In towns and cities of every size, racial gaps in Covid deaths have narrowed. That has been especially true recently, when major gains in populationwide immunity have tempered the kind of pressure on health systems that appears to hurt nonwhite Americans the most.

With coronavirus deaths climbing, though, and health officials bracing for an even deadlier winter, scientists warned that efforts so far to close the racial gap in vaccination rates had not been enough to insulate nonwhite people from the ravages of major Covid waves.

Nowhere were those difficulties more pronounced than in rural areas. Black, Hispanic and Native American people in those places recorded the deadliest second year of the pandemic of any large racial or ethnic groups anywhere in the United States, according to the new research, which was led by Andrew Stokes, an assistant professor of global health at Boston University.

In those communities, the Biden administration's reassurances that every Covid death is now preventable jar with the difficulties of obtaining medical care.

Rural pharmacies are often few and far between, making it difficult for poorer and less mobile residents to receive critical antiviral pills.

Doctors said that some Black patients, especially those who are uninsured or far from hospitals, wait too long before seeking help to benefit from new treatments.

And Black and Hispanic people have received booster shots at lower rates, a consequence of what some physicians describe as a lack of awareness stemming from cutbacks to public messaging, especially in conservative states.

"The national vibe is that everyone should now be in a position to do what they need to protect themselves from the virus," said Bobby Jenkins, the mayor of Cuthbert, Ga., a mostly Black town whose only hospital closed six months into the pandemic. "But not everyone's in a position to do that yet."

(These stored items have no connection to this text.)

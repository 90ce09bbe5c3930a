//! Subscriber Store — persistence for job-alert subscriptions.
//!
//! Subscriptions are keyed by normalized email. Re-subscribing overwrites
//! preferences in place but preserves the original unsubscribe token, which
//! is the sole credential for unauthenticated unsubscribe/preference lookup.
//! Unsubscribe flips `is_active`; records are retained, never hard-deleted.

use async_trait::async_trait;
use sqlx::PgPool;
use tracing::info;
use uuid::Uuid;

use crate::errors::AppError;
use crate::models::subscriber::{normalize_email, Frequency, SubscriberRow};

/// Validated subscription preferences, ready to upsert.
#[derive(Debug, Clone)]
pub struct SubscriberProfile {
    pub email: String,
    pub name: String,
    pub keywords: Vec<String>,
    pub locations: Vec<String>,
    pub remote_only: bool,
    pub employment_types: Vec<String>,
    pub seniority: Vec<String>,
    pub frequency: Frequency,
}

/// Outcome of a subscribe upsert.
#[derive(Debug, Clone)]
pub struct SubscribeReceipt {
    pub unsubscribe_token: String,
    pub is_new: bool,
}

#[async_trait]
pub trait SubscriberStore: Send + Sync {
    /// Upserts the full preference set and reactivates the subscription.
    /// A fresh unsubscribe token is assigned only on first creation.
    async fn subscribe(&self, profile: &SubscriberProfile) -> Result<SubscribeReceipt, AppError>;

    /// Deactivates the subscription identified by `token`.
    async fn unsubscribe(&self, token: &str) -> Result<(), AppError>;

    async fn get_active_subscribers(&self) -> Result<Vec<SubscriberRow>, AppError>;

    async fn get_by_token(&self, token: &str) -> Result<SubscriberRow, AppError>;

    /// Point lookup by email; inactive records are treated as absent.
    async fn get_preferences(&self, email: &str) -> Result<SubscriberRow, AppError>;

    /// Records a confirmed successful send. Must be called after the send,
    /// not before. `job_count` is the number of jobs in the email.
    async fn record_send(&self, email: &str, job_count: i32) -> Result<(), AppError>;
}

/// PostgreSQL-backed store.
pub struct PgSubscriberStore {
    pool: PgPool,
}

impl PgSubscriberStore {
    pub fn new(pool: PgPool) -> Self {
        Self { pool }
    }
}

#[async_trait]
impl SubscriberStore for PgSubscriberStore {
    async fn subscribe(&self, profile: &SubscriberProfile) -> Result<SubscribeReceipt, AppError> {
        let email = normalize_email(&profile.email);

        // Single conditional upsert so the database enforces token stability:
        // `unsubscribe_token` is only written on INSERT, never on conflict.
        let (unsubscribe_token, is_new): (String, bool) = sqlx::query_as(
            r#"
            INSERT INTO subscribers
                (email, name, keywords, locations, remote_only,
                 employment_types, seniority, frequency, is_active, unsubscribe_token)
            VALUES ($1, $2, $3, $4, $5, $6, $7, $8, TRUE, $9)
            ON CONFLICT (email) DO UPDATE SET
                name = EXCLUDED.name,
                keywords = EXCLUDED.keywords,
                locations = EXCLUDED.locations,
                remote_only = EXCLUDED.remote_only,
                employment_types = EXCLUDED.employment_types,
                seniority = EXCLUDED.seniority,
                frequency = EXCLUDED.frequency,
                is_active = TRUE,
                updated_at = NOW()
            RETURNING unsubscribe_token, (xmax = 0) AS is_new
            "#,
        )
        .bind(&email)
        .bind(&profile.name)
        .bind(&profile.keywords)
        .bind(&profile.locations)
        .bind(profile.remote_only)
        .bind(&profile.employment_types)
        .bind(&profile.seniority)
        .bind(profile.frequency.as_str())
        .bind(Uuid::new_v4().simple().to_string())
        .fetch_one(&self.pool)
        .await?;

        info!(
            "Subscription upsert for {email}: {}",
            if is_new { "created" } else { "updated" }
        );

        Ok(SubscribeReceipt {
            unsubscribe_token,
            is_new,
        })
    }

    async fn unsubscribe(&self, token: &str) -> Result<(), AppError> {
        let result = sqlx::query(
            "UPDATE subscribers SET is_active = FALSE, updated_at = NOW() WHERE unsubscribe_token = $1",
        )
        .bind(token)
        .execute(&self.pool)
        .await?;

        if result.rows_affected() == 0 {
            return Err(AppError::NotFound(
                "No subscription found for this token".to_string(),
            ));
        }

        info!("Subscriber unsubscribed via token");
        Ok(())
    }

    async fn get_active_subscribers(&self) -> Result<Vec<SubscriberRow>, AppError> {
        Ok(sqlx::query_as::<_, SubscriberRow>(
            "SELECT * FROM subscribers WHERE is_active = TRUE",
        )
        .fetch_all(&self.pool)
        .await?)
    }

    async fn get_by_token(&self, token: &str) -> Result<SubscriberRow, AppError> {
        sqlx::query_as::<_, SubscriberRow>(
            "SELECT * FROM subscribers WHERE unsubscribe_token = $1",
        )
        .bind(token)
        .fetch_optional(&self.pool)
        .await?
        .ok_or_else(|| AppError::NotFound("No subscription found for this token".to_string()))
    }

    async fn get_preferences(&self, email: &str) -> Result<SubscriberRow, AppError> {
        let email = normalize_email(email);
        sqlx::query_as::<_, SubscriberRow>(
            "SELECT * FROM subscribers WHERE email = $1 AND is_active = TRUE",
        )
        .bind(&email)
        .fetch_optional(&self.pool)
        .await?
        .ok_or_else(|| AppError::NotFound(format!("No active subscription for {email}")))
    }

    async fn record_send(&self, email: &str, job_count: i32) -> Result<(), AppError> {
        sqlx::query(
            r#"
            UPDATE subscribers
            SET last_sent_at = NOW(), total_sent = total_sent + $2, updated_at = NOW()
            WHERE email = $1
            "#,
        )
        .bind(email)
        .bind(job_count)
        .execute(&self.pool)
        .await?;
        Ok(())
    }
}
use axum::{
    extract::{Query, State},
    Json,
};
use serde::{Deserialize, Serialize};

use crate::errors::AppError;
use crate::models::subscriber::{Frequency, SubscriberRow};
use crate::state::AppState;
use crate::subscribers::store::SubscriberProfile;

#[derive(Debug, Deserialize)]
#[serde(rename_all = "camelCase")]
pub struct SubscribeRequest {
    pub email: String,
    #[serde(default)]
    pub name: String,
    #[serde(default)]
    pub keywords: Vec<String>,
    #[serde(default)]
    pub locations: Vec<String>,
    #[serde(default)]
    pub remote_only: bool,
    #[serde(default)]
    pub employment_types: Vec<String>,
    #[serde(default)]
    pub seniority: Vec<String>,
    #[serde(default = "default_frequency")]
    pub frequency: Frequency,
}

fn default_frequency() -> Frequency {
    Frequency::Immediate
}

#[derive(Serialize)]
#[serde(rename_all = "camelCase")]
pub struct SubscribeResponse {
    pub success: bool,
    pub message: String,
    pub unsubscribe_token: String,
    pub is_new_user: bool,
}

/// POST /api/v1/job-alerts/subscribe
pub async fn handle_subscribe(
    State(state): State<AppState>,
    Json(req): Json<SubscribeRequest>,
) -> Result<Json<SubscribeResponse>, AppError> {
    if req.email.trim().is_empty() {
        return Err(AppError::Validation("Email is required".to_string()));
    }

    let profile = SubscriberProfile {
        email: req.email,
        name: req.name,
        keywords: req.keywords,
        locations: req.locations,
        remote_only: req.remote_only,
        employment_types: req.employment_types,
        seniority: req.seniority,
        frequency: req.frequency,
    };

    let receipt = state.subscribers.subscribe(&profile).await?;

    let message = if receipt.is_new {
        "Subscribed to job alerts".to_string()
    } else {
        "Job alert preferences updated".to_string()
    };

    Ok(Json(SubscribeResponse {
        success: true,
        message,
        unsubscribe_token: receipt.unsubscribe_token,
        is_new_user: receipt.is_new,
    }))
}

#[derive(Debug, Deserialize)]
pub struct UnsubscribeRequest {
    pub token: String,
}

#[derive(Serialize)]
pub struct UnsubscribeResponse {
    pub success: bool,
    pub message: String,
}

/// POST /api/v1/job-alerts/unsubscribe
pub async fn handle_unsubscribe(
    State(state): State<AppState>,
    Json(req): Json<UnsubscribeRequest>,
) -> Result<Json<UnsubscribeResponse>, AppError> {
    state.subscribers.unsubscribe(&req.token).await?;
    Ok(Json(UnsubscribeResponse {
        success: true,
        message: "You have been unsubscribed from job alerts".to_string(),
    }))
}

#[derive(Debug, Deserialize)]
pub struct PreferencesQuery {
    pub token: Option<String>,
    pub email: Option<String>,
}

#[derive(Serialize)]
#[serde(rename_all = "camelCase")]
pub struct PreferencesResponse {
    pub email: String,
    pub name: String,
    pub keywords: Vec<String>,
    pub locations: Vec<String>,
    pub remote_only: bool,
    pub employment_types: Vec<String>,
    pub seniority: Vec<String>,
    pub frequency: String,
    pub is_active: bool,
}

impl From<SubscriberRow> for PreferencesResponse {
    fn from(row: SubscriberRow) -> Self {
        PreferencesResponse {
            email: row.email,
            name: row.name,
            keywords: row.keywords,
            locations: row.locations,
            remote_only: row.remote_only,
            employment_types: row.employment_types,
            seniority: row.seniority,
            frequency: row.frequency,
            is_active: row.is_active,
        }
    }
}

/// GET /api/v1/job-alerts/preferences?token=… (or ?email=…)
pub async fn handle_get_preferences(
    State(state): State<AppState>,
    Query(params): Query<PreferencesQuery>,
) -> Result<Json<PreferencesResponse>, AppError> {
    let row = match (params.token, params.email) {
        (Some(token), _) => state.subscribers.get_by_token(&token).await?,
        (None, Some(email)) => state.subscribers.get_preferences(&email).await?,
        (None, None) => {
            return Err(AppError::Validation(
                "Either 'token' or 'email' is required".to_string(),
            ))
        }
    };
    Ok(Json(row.into()))
}
//! Job Corpus — merged read access to the curated and ingested job
//! collections, normalized to the canonical `Job` shape for scoring.

use async_trait::async_trait;
use chrono::{DateTime, Utc};
use sqlx::{PgPool, Postgres, QueryBuilder};

use crate::alerts::scoring::MatchProfile;
use crate::errors::AppError;
use crate::models::job::{CuratedJobRow, IngestedJobRow, Job};

/// Read access to the candidate pool for one subscriber.
///
/// Carried in `AppState` as `Arc<dyn JobCorpus>` so dispatch tests can run
/// against a static in-memory corpus.
#[async_trait]
pub trait JobCorpus: Send + Sync {
    /// Returns up to `limit` active jobs matching any of the profile's soft
    /// criteria (keywords, locations, employment types, seniority), newest
    /// first. `remote_only` and `since` are hard filters. A profile with no
    /// criteria at all yields no candidates.
    async fn fetch_candidates(
        &self,
        profile: &MatchProfile,
        since: Option<DateTime<Utc>>,
        limit: i64,
    ) -> Result<Vec<Job>, AppError>;
}

/// PostgreSQL corpus over `curated_jobs` and `ingested_jobs`.
pub struct PgJobCorpus {
    pool: PgPool,
}

impl PgJobCorpus {
    pub fn new(pool: PgPool) -> Self {
        Self { pool }
    }
}

#[async_trait]
impl JobCorpus for PgJobCorpus {
    async fn fetch_candidates(
        &self,
        profile: &MatchProfile,
        since: Option<DateTime<Utc>>,
        limit: i64,
    ) -> Result<Vec<Job>, AppError> {
        if profile.is_empty() {
            return Ok(Vec::new());
        }

        let mut curated_query = candidate_query("curated_jobs", profile, since, limit);
        let curated: Vec<CuratedJobRow> = curated_query
            .build_query_as()
            .fetch_all(&self.pool)
            .await?;

        let mut ingested_query = candidate_query("ingested_jobs", profile, since, limit);
        let ingested: Vec<IngestedJobRow> = ingested_query
            .build_query_as()
            .fetch_all(&self.pool)
            .await?;

        let mut jobs: Vec<Job> = curated
            .into_iter()
            .map(CuratedJobRow::into_job)
            .chain(ingested.into_iter().map(IngestedJobRow::into_job))
            .collect();

        // Both sources are individually capped at `limit`; cap the merge too.
        jobs.sort_by(|a, b| b.posted_at.cmp(&a.posted_at));
        jobs.truncate(limit as usize);

        Ok(jobs)
    }
}

/// Builds the per-table candidate query. Hard filters (status, remote,
/// since) are ANDed; the preference criteria form one OR group so that a job
/// matching any criterion becomes a candidate and the scorer decides rank.
fn candidate_query(
    table: &str,
    profile: &MatchProfile,
    since: Option<DateTime<Utc>>,
    limit: i64,
) -> QueryBuilder<'static, Postgres> {
    let mut qb: QueryBuilder<Postgres> =
        QueryBuilder::new(format!("SELECT * FROM {table} WHERE status = 'active'"));

    if profile.remote_only {
        qb.push(" AND is_remote = TRUE");
    }

    if let Some(since) = since {
        qb.push(" AND posted_at > ");
        qb.push_bind(since);
    }

    let keyword_patterns: Vec<String> = profile
        .keywords
        .iter()
        .map(|k| format!("%{k}%"))
        .collect();
    let location_patterns: Vec<String> = profile
        .locations
        .iter()
        .map(|l| format!("%{l}%"))
        .collect();

    let mut first = true;

    if !keyword_patterns.is_empty() {
        or_sep(&mut qb, &mut first);
        qb.push("(title ILIKE ANY(");
        qb.push_bind(keyword_patterns.clone());
        qb.push(") OR company ILIKE ANY(");
        qb.push_bind(keyword_patterns.clone());
        qb.push(") OR description ILIKE ANY(");
        qb.push_bind(keyword_patterns.clone());
        qb.push(") OR array_to_string(skills, ' ') ILIKE ANY(");
        qb.push_bind(keyword_patterns);
        qb.push("))");
    }

    if !location_patterns.is_empty() {
        or_sep(&mut qb, &mut first);
        qb.push("location ILIKE ANY(");
        qb.push_bind(location_patterns);
        qb.push(")");
    }

    if !profile.employment_types.is_empty() {
        or_sep(&mut qb, &mut first);
        qb.push("LOWER(COALESCE(employment_type, '')) = ANY(");
        qb.push_bind(profile.employment_types.clone());
        qb.push(")");
    }

    if !profile.seniority.is_empty() {
        or_sep(&mut qb, &mut first);
        qb.push("LOWER(COALESCE(seniority, '')) = ANY(");
        qb.push_bind(profile.seniority.clone());
        qb.push(")");
    }

    // `remote_only` alone is a valid profile; it contributes no OR branch.
    if !first {
        qb.push(")");
    }

    qb.push(" ORDER BY posted_at DESC LIMIT ");
    qb.push_bind(limit);

    qb
}

/// Opens the OR group on first use, separates branches afterwards.
fn or_sep(qb: &mut QueryBuilder<'static, Postgres>, first: &mut bool) {
    qb.push(if std::mem::take(first) { " AND (" } else { " OR " });
}
use anyhow::Result;
use sqlx::postgres::PgPoolOptions;
use sqlx::PgPool;
use tracing::info;

use crate::config::Config;

/// Creates the PostgreSQL pool backing the subscriber store and the job
/// corpus. Sized from config: dispatch runs are sequential, so the pool
/// mostly serves the HTTP surface.
pub async fn create_pool(config: &Config) -> Result<PgPool> {
    info!("Connecting to the job-alerts database...");

    let pool = PgPoolOptions::new()
        .max_connections(config.database_max_connections)
        .connect(&config.database_url)
        .await?;

    info!(
        "Job-alerts database pool ready ({} max connections)",
        config.database_max_connections
    );
    Ok(pool)
}
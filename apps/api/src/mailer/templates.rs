//! HTML and plain-text renderings of the job-alert email. Both carry the
//! same content: one card per job, an unsubscribe link embedding the
//! subscriber's token, and a manage-preferences link.

use crate::mailer::JobAlertMessage;
use crate::models::job::ScoredJob;

const DESCRIPTION_PREVIEW_CHARS: usize = 150;

pub fn subject_line(job_count: usize) -> String {
    let noun = if job_count == 1 { "position" } else { "positions" };
    format!("New Job Alerts - {job_count} matching {noun} found")
}

fn unsubscribe_url(app_url: &str, token: &str) -> String {
    format!("{app_url}/job-alerts/unsubscribe?token={token}")
}

fn manage_url(app_url: &str, token: &str) -> String {
    format!("{app_url}/job-alerts/preferences?token={token}")
}

fn job_url(app_url: &str, job: &ScoredJob) -> String {
    job.job
        .apply_url
        .clone()
        .unwrap_or_else(|| format!("{app_url}/jobs/{}", job.job.id))
}

/// Truncates on a char boundary and appends an ellipsis when shortened.
fn preview(text: &str, max_chars: usize) -> String {
    if text.chars().count() <= max_chars {
        return text.to_string();
    }
    let truncated: String = text.chars().take(max_chars).collect();
    format!("{}…", truncated.trim_end())
}

fn escape_html(text: &str) -> String {
    text.replace('&', "&amp;")
        .replace('<', "&lt;")
        .replace('>', "&gt;")
        .replace('"', "&quot;")
}

fn type_badge(job: &ScoredJob) -> String {
    let mut parts = Vec::new();
    if let Some(t) = &job.job.employment_type {
        parts.push(t.clone());
    }
    if job.job.is_remote {
        parts.push("Remote".to_string());
    }
    parts.join(" · ")
}

pub fn render_html(message: &JobAlertMessage, app_url: &str) -> String {
    let mut html = String::new();
    html.push_str("<html><body style=\"font-family: sans-serif; color: #222;\">");

    let greeting = if message.to_name.is_empty() {
        "Hello".to_string()
    } else {
        format!("Hello {}", escape_html(&message.to_name))
    };
    html.push_str(&format!("<h2>{greeting},</h2>"));
    html.push_str(&format!(
        "<p>We found <strong>{}</strong> new job{} matching your alert",
        message.jobs.len(),
        if message.jobs.len() == 1 { "" } else { "s" }
    ));
    if !message.keywords_summary.is_empty() {
        html.push_str(&format!(
            " for <em>{}</em>",
            escape_html(&message.keywords_summary)
        ));
    }
    if !message.locations_summary.is_empty() {
        html.push_str(&format!(
            " in <em>{}</em>",
            escape_html(&message.locations_summary)
        ));
    }
    html.push_str(".</p>");

    for job in &message.jobs {
        let url = job_url(app_url, job);
        html.push_str("<div style=\"border: 1px solid #ddd; border-radius: 6px; padding: 12px; margin: 12px 0;\">");
        html.push_str(&format!(
            "<h3 style=\"margin: 0 0 4px 0;\"><a href=\"{url}\">{}</a></h3>",
            escape_html(&job.job.title)
        ));
        html.push_str(&format!(
            "<p style=\"margin: 2px 0;\">{} — {}</p>",
            escape_html(&job.job.company),
            escape_html(&job.job.location)
        ));
        let badge = type_badge(job);
        if !badge.is_empty() {
            html.push_str(&format!(
                "<p style=\"margin: 2px 0; color: #666;\">{}</p>",
                escape_html(&badge)
            ));
        }
        html.push_str(&format!(
            "<p style=\"margin: 6px 0;\">{}</p>",
            escape_html(&preview(&job.job.description, DESCRIPTION_PREVIEW_CHARS))
        ));
        html.push_str(&format!("<a href=\"{url}\">View job →</a>"));
        html.push_str("</div>");
    }

    html.push_str(&format!(
        "<p style=\"font-size: 12px; color: #888;\">\
         <a href=\"{}\">Manage preferences</a> · <a href=\"{}\">Unsubscribe</a></p>",
        manage_url(app_url, &message.unsubscribe_token),
        unsubscribe_url(app_url, &message.unsubscribe_token)
    ));
    html.push_str("</body></html>");
    html
}

pub fn render_text(message: &JobAlertMessage, app_url: &str) -> String {
    let mut text = String::new();

    if message.to_name.is_empty() {
        text.push_str("Hello,\n\n");
    } else {
        text.push_str(&format!("Hello {},\n\n", message.to_name));
    }
    text.push_str(&format!(
        "We found {} new job{} matching your alert",
        message.jobs.len(),
        if message.jobs.len() == 1 { "" } else { "s" }
    ));
    if !message.keywords_summary.is_empty() {
        text.push_str(&format!(" for {}", message.keywords_summary));
    }
    if !message.locations_summary.is_empty() {
        text.push_str(&format!(" in {}", message.locations_summary));
    }
    text.push_str(".\n\n");

    for job in &message.jobs {
        text.push_str(&format!("* {}\n", job.job.title));
        text.push_str(&format!("  {} — {}\n", job.job.company, job.job.location));
        let badge = type_badge(job);
        if !badge.is_empty() {
            text.push_str(&format!("  {badge}\n"));
        }
        text.push_str(&format!(
            "  {}\n",
            preview(&job.job.description, DESCRIPTION_PREVIEW_CHARS)
        ));
        text.push_str(&format!("  {}\n\n", job_url(app_url, job)));
    }

    text.push_str(&format!(
        "Manage preferences: {}\n",
        manage_url(app_url, &message.unsubscribe_token)
    ));
    text.push_str(&format!(
        "Unsubscribe: {}\n",
        unsubscribe_url(app_url, &message.unsubscribe_token)
    ));
    text
}

#[cfg(test)]
mod tests {
    use super::*;
    use crate::models::job::test_fixtures::make_job;
    use chrono::Utc;

    fn message_with_jobs(count: usize) -> JobAlertMessage {
        let jobs = (0..count)
            .map(|i| ScoredJob {
                job: make_job(&format!("Engineer {i}"), Utc::now()),
                relevance_score: 10,
            })
            .collect();
        JobAlertMessage {
            to_email: "jane@example.com".to_string(),
            to_name: "Jane".to_string(),
            jobs,
            keywords_summary: "engineer".to_string(),
            locations_summary: "Remote".to_string(),
            unsubscribe_token: "tok123".to_string(),
        }
    }

    #[test]
    fn test_subject_encodes_match_count() {
        assert_eq!(subject_line(1), "New Job Alerts - 1 matching position found");
        assert_eq!(
            subject_line(5),
            "New Job Alerts - 5 matching positions found"
        );
    }

    #[test]
    fn test_html_contains_unsubscribe_and_manage_links_with_token() {
        let html = render_html(&message_with_jobs(2), "https://example.com");
        assert!(html.contains("https://example.com/job-alerts/unsubscribe?token=tok123"));
        assert!(html.contains("https://example.com/job-alerts/preferences?token=tok123"));
    }

    #[test]
    fn test_text_rendering_lists_every_job() {
        let text = render_text(&message_with_jobs(3), "https://example.com");
        for i in 0..3 {
            assert!(text.contains(&format!("Engineer {i}")));
        }
        assert!(text.contains("Unsubscribe:"));
    }

    #[test]
    fn test_text_rendering_carries_the_summary_sentence() {
        let text = render_text(&message_with_jobs(2), "https://example.com");
        assert!(text.contains("for engineer"));
        assert!(text.contains("in Remote"));
    }

    #[test]
    fn test_html_escapes_job_fields() {
        let mut message = message_with_jobs(1);
        message.jobs[0].job.title = "C++ <Senior> Dev".to_string();
        let html = render_html(&message, "https://example.com");
        assert!(html.contains("C++ &lt;Senior&gt; Dev"));
        assert!(!html.contains("<Senior>"));
    }

    #[test]
    fn test_description_preview_truncates() {
        let long = "x".repeat(400);
        let short = preview(&long, DESCRIPTION_PREVIEW_CHARS);
        assert!(short.chars().count() <= DESCRIPTION_PREVIEW_CHARS + 1);
        assert!(short.ends_with('…'));
    }

    #[test]
    fn test_job_without_apply_url_links_into_app() {
        let message = message_with_jobs(1);
        let text = render_text(&message, "https://example.com");
        assert!(text.contains(&format!("https://example.com/jobs/{}", message.jobs[0].job.id)));
    }
}
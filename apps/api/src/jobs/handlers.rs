use axum::{
    extract::{Query, State},
    Json,
};
use serde::{Deserialize, Serialize};

use crate::errors::AppError;
use crate::jobs::ingested::{
    mark_expired, purge_old, search_ingested_jobs, upsert_ingested_job, IngestJobRequest,
    PostedWithin, SearchFilters, SearchPage,
};
use crate::state::AppState;

#[derive(Serialize)]
#[serde(rename_all = "camelCase")]
pub struct IngestResponse {
    pub success: bool,
    pub job_id: String,
    pub created: bool,
}

/// POST /api/v1/jobs/ingest
pub async fn handle_ingest_job(
    State(state): State<AppState>,
    Json(req): Json<IngestJobRequest>,
) -> Result<Json<IngestResponse>, AppError> {
    if req.job_id.trim().is_empty() {
        return Err(AppError::Validation("job_id is required".to_string()));
    }
    let created =
        upsert_ingested_job(&state.db, state.config.job_ingest_expire_days, &req).await?;
    Ok(Json(IngestResponse {
        success: true,
        job_id: req.job_id,
        created,
    }))
}

#[derive(Debug, Deserialize)]
pub struct SearchQuery {
    pub q: Option<String>,
    pub location: Option<String>,
    /// Comma-separated canonical codes, e.g. `full_time,contract`.
    pub employment_type: Option<String>,
    #[serde(default)]
    pub remote: bool,
    pub posted_within: Option<PostedWithin>,
    #[serde(default)]
    pub page: i64,
    #[serde(default = "default_limit")]
    pub limit: i64,
}

fn default_limit() -> i64 {
    20
}

/// GET /api/v1/jobs/search
pub async fn handle_search_jobs(
    State(state): State<AppState>,
    Query(params): Query<SearchQuery>,
) -> Result<Json<SearchPage>, AppError> {
    let filters = SearchFilters {
        query: params.q,
        location: params.location,
        employment_types: params
            .employment_type
            .map(|s| {
                s.split(',')
                    .map(|t| t.trim().to_string())
                    .filter(|t| !t.is_empty())
                    .collect()
            })
            .unwrap_or_default(),
        remote_only: params.remote,
        posted_within: params.posted_within,
    };
    let page = search_ingested_jobs(&state.db, &filters, params.page, params.limit).await?;
    Ok(Json(page))
}

#[derive(Serialize)]
pub struct MaintenanceResponse {
    pub expired: u64,
    pub purged: u64,
}

/// POST /api/v1/jobs/maintenance
///
/// Runs the ingested-corpus housekeeping pass: flags active jobs past the
/// expiry window, then hard-deletes jobs past the retention window. Both
/// steps are idempotent; rerunning is safe.
pub async fn handle_maintenance(
    State(state): State<AppState>,
) -> Result<Json<MaintenanceResponse>, AppError> {
    let expired = mark_expired(&state.db, state.config.job_ingest_expire_days).await?;
    let purged = purge_old(&state.db, state.config.job_ingest_purge_days).await?;
    Ok(Json(MaintenanceResponse { expired, purged }))
}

Racial disparities in Covid deaths have narrowed for several reasons, scientists said. The early vaccine rollout prioritized older Americans, who are disproportionately white. But over the last year, primary vaccinations for Black and Hispanic people climbed at roughly double the pace of white rates.

The rate for Hispanic people, 54 percent, now exceeds that for white people, which is 50 percent. The Black vaccination rate, 43 percent, still lags, but the gap has diminished.

Rory Doyle for The New York Times

The virus also infected and killed Black and Hispanic people at such greater rates in the pandemic's first year — at one point in 2020, Black rural dwellers were dying at roughly six times the rate of white dwellers — that it may have had fewer targets by Year 2.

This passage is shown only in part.